Stocks ended lower in a thin, volatile session Tuesday, with the S&P and Nasdaq logging a fifth-consecutive decline as investors remained cautious over uncertainty in the euro zone and after a tepid GDP report.
The Dow Jones Industrial Average declined 53.59 points, or 0.46 percent, to close at 11,493.72, led by Alcoa and BofA .
The S&P 500 edged down 4.94 points, or 0.41 percent, to finish at 1,188.04. The Nasdaq slipped 1.86 points, or 0.07 percent, to end at 2,521.28.
The CBOE Volatility Index, widely considered the best gauge of fear in the market, finished near 32.
Most S&P sectors finished lower, led by energy and utilities.
Stocks came off their worst levels earlier after the IMF unveiled a new six-month liquidity linein an effort to aid euro zone nations affected by the sovereign debt crisis.
“This was what I had expected and it is also my fear—you can’t solve a solvency problem with extra liquidity,” said Brian Battle, vice president of trading at Performance Trust Capital Partners. “It’s not a good signal that the Europeans will need the IMF and [eventually,] the U.S. will be called to help.”
Stocks plunged sharply in the previous session, as the lack of progress in dealing with heavy debt both in the U.S. and Europe further sapped investor confidence in equities.
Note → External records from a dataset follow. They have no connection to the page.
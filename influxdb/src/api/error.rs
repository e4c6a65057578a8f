use thiserror::Error;

#[derive(Debug, Error)]
pub enum ApiError {
    #[error("HTTP request failed: {0}")]
    RequestError(#[from] reqwest::Error),

    #[error("API returned error (HTTP {status}): {message}")]
    ApiError {
        status: u16,
        /// InfluxDB error code such as `not found` or `conflict`
        code: Option<String>,
        message: String,
    },

    #[error("Failed to parse response: {0}")]
    ParseError(String),

    #[error("Invalid URL: {0}")]
    InvalidUrl(String),

    #[error("Authentication failed: {0}")]
    AuthError(String),

    #[error("Request timeout after {0} seconds")]
    Timeout(u64),

    #[error("Too many requests, rate limited")]
    RateLimited,

    #[error("Service unavailable, retry later")]
    ServiceUnavailable,

    #[error("Operation cancelled")]
    Cancelled,
}

impl ApiError {
    pub fn status(&self) -> Option<u16> {
        match self {
            ApiError::ApiError { status, .. } => Some(*status),
            _ => None,
        }
    }

    pub fn is_not_found(&self) -> bool {
        self.status() == Some(404)
    }
}

#[cfg(test)]
mod tests {
    use super::*;

    #[test]
    fn not_found_is_detected_by_status() {
        let err = ApiError::ApiError {
            status: 404,
            code: Some("not found".to_string()),
            message: "bucket not found".to_string(),
        };
        assert!(err.is_not_found());
        assert_eq!(
            err.to_string(),
            "API returned error (HTTP 404): bucket not found"
        );

        assert!(!ApiError::RateLimited.is_not_found());
        assert_eq!(ApiError::Timeout(30).status(), None);
    }
}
Meanwhile, ratings agencies Moody’s and Standard & Poor’s said there were no immediate plans to downgrade the credit rating of the U.S. following the failure of a bi-partisan Congressional “super committee” to reach agreement on reducing the U.S. budget deficit.
But Fitch, the third leading ratings agency, which currently has the most positive rating of the three on U.S. debt, said it could cut the outlook on its "triple-A" rating, with a downgrade an outside possibility.